DETAILED DESCRIPTION OF THE INVENTION

[0028] Referring to FIG. 2, an embodiment of a computer system 200 enabling communications over a client-server network 125 while removing many of the limitations of HTTP, or client, sessions is shown. In particular, the system 200 enables the server 115 to maintain state during communication sessions, enabling a user to access data stored during a first client communication session in a later communication session. Thus, in one embodiment, the access of the session data occurs after the first client communication session ends.

[0029] The computer system 200 includes a first client 110′, a second client 110″ (generally referred to below as client 110) and the server 115. In one embodiment, each client 110′, 110″ has a respective web browser 135′, 135″ (generally referred to below as web browser 135). Although shown with two clients 110′, 110″, the computer system 200 may have any number of clients (e.g., one, three, or fifty).

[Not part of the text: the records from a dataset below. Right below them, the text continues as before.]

//! JavaScript error types and error handling.
//!
//! This module provides the error kinds that correspond to JavaScript's
//! built-in error constructors, and the [`JsError`] raised when a value
//! cannot be constructed or read.

use std::fmt;
use thiserror::Error;

/// The kind of JavaScript error.
///
/// These correspond to JavaScript's built-in error constructors. The same
/// enum describes the internal kind of error *objects* held by script code.
#[derive(Debug, Clone, Copy, PartialEq, Eq, Hash)]
pub enum ErrorKind {
    /// Plain `Error`
    Error,
    /// Syntax error in JavaScript code
    SyntaxError,
    /// Type error (e.g., calling a non-function)
    TypeError,
    /// Reference to an undefined variable
    ReferenceError,
    /// Value out of allowed range
    RangeError,
    /// Error in eval() function
    EvalError,
    /// Error in URI handling functions
    URIError,
    /// Several errors wrapped into one
    AggregateError,
    /// Internal engine error
    InternalError,
}

impl ErrorKind {
    /// Returns the constructor name of this error kind.
    pub fn name(&self) -> &'static str {
        match self {
            ErrorKind::Error => "Error",
            ErrorKind::SyntaxError => "SyntaxError",
            ErrorKind::TypeError => "TypeError",
            ErrorKind::ReferenceError => "ReferenceError",
            ErrorKind::RangeError => "RangeError",
            ErrorKind::EvalError => "EvalError",
            ErrorKind::URIError => "URIError",
            ErrorKind::AggregateError => "AggregateError",
            ErrorKind::InternalError => "InternalError",
        }
    }
}

impl fmt::Display for ErrorKind {
    fn fmt(&self, f: &mut fmt::Formatter<'_>) -> fmt::Result {
        f.write_str(self.name())
    }
}

/// A JavaScript error with a message.
///
/// # Examples
///
/// ```
/// use core_types::{JsError, ErrorKind};
///
/// let error = JsError::range_error("Invalid array length");
///
/// assert_eq!(error.kind, ErrorKind::RangeError);
/// assert_eq!(error.to_string(), "RangeError: Invalid array length");
/// ```
#[derive(Debug, Clone, PartialEq, Eq, Error)]
#[error("{kind}: {message}")]
pub struct JsError {
    /// The type of error
    pub kind: ErrorKind,
    /// Human-readable error message
    pub message: String,
}

impl JsError {
    /// Create an error of the given kind
    pub fn new(kind: ErrorKind, message: impl Into<String>) -> Self {
        JsError {
            kind,
            message: message.into(),
        }
    }

    /// Create a TypeError
    pub fn type_error(message: impl Into<String>) -> Self {
        JsError::new(ErrorKind::TypeError, message)
    }

    /// Create a RangeError
    pub fn range_error(message: impl Into<String>) -> Self {
        JsError::new(ErrorKind::RangeError, message)
    }
}

/// Result type for JavaScript operations
pub type JsResult<T> = Result<T, JsError>;
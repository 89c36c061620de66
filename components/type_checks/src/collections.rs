//! Arrays and keyed collections.

use crate::gates::object_tagged;
use crate::tag::Tag;
use core_types::{ObjectKind, Value};

/// Determines whether the value is an `Array`.
///
/// Checks the internal kind directly, the way `Array.isArray` does.
pub fn is_array(value: &Value) -> bool {
    matches!(value, Value::Object(obj) if matches!(*obj.kind(), ObjectKind::Array(_)))
}

/// `Map`
pub fn is_map(value: &Value) -> bool {
    object_tagged(value, Tag::Map)
}

/// `Set`
pub fn is_set(value: &Value) -> bool {
    object_tagged(value, Tag::Set)
}

/// `WeakMap`
pub fn is_weak_map(value: &Value) -> bool {
    object_tagged(value, Tag::WeakMap)
}

/// `WeakSet`
pub fn is_weak_set(value: &Value) -> bool {
    object_tagged(value, Tag::WeakSet)
}

/// Iterator returned by `Map.prototype.entries`, `keys` or `values`
pub fn is_map_iterator(value: &Value) -> bool {
    object_tagged(value, Tag::MapIterator)
}

/// Iterator returned by `Set.prototype.values`, `keys` or `entries`
pub fn is_set_iterator(value: &Value) -> bool {
    object_tagged(value, Tag::SetIterator)
}
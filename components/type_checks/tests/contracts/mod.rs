//! Contract tests for type_checks
//!
//! These tests exercise the public predicate surface from outside the crate,
//! one file per group of built-ins.

mod fundamental_tests;
mod conversion_tests;
mod tag_tests;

[0030] The client 110 can be any personal computer (e.g., based on a microprocessor from the x86 family, the Pentium family, the 680x0 family, PowerPC, PA-RISC, MIPS families), smart or dumb terminal, network computer, wireless device, information appliance, workstation, minicomputer, mainframe computer or other computing device. Operating systems supported by the client 110 can include any member of the WINDOWS family of operating systems from Microsoft Corporation of Redmond, Wash., MacOS, JavaOS, and various varieties of Unix (e.g., Solaris, SunOS, Linux, HP-UX, A/IX, and BSD-based distributions).

[0031] In one embodiment, the web browser 135 uses Secure Socket Layer (SSL) support for communications to the server 115. SSL is a secure protocol developed by Netscape Communication Corporation of Mountain View, Calif., and is now a standard promulgated by the Internet Engineering Task Force (IETF). The web browser 135 can alternatively connect to the server 115 using other security protocols, such as, but not limited to, Secure Hypertext Transfer Protocol (SHTTP) developed by Terisa Systems of Los Altos, Calif., HTTP over SSL (HTTPS), Private Communication Technology (PCT) developed by Microsoft Corporation of Redmond, Wash., and the Transport Level Security (TLS) standard promulgated by the IETF.

[0032] Although described above and below with a web browser 135, the client 110 may alternatively obtain content from the server 115 without a web browser 135. For instance, the client 110 may obtain content from the server 115 without accessing the web, instead using a communication device or module to directly communicate with the server 115. Moreover, although the protocol used for communication between the server 115 and the client 110 is described above and below as HTTP, any protocol can be used.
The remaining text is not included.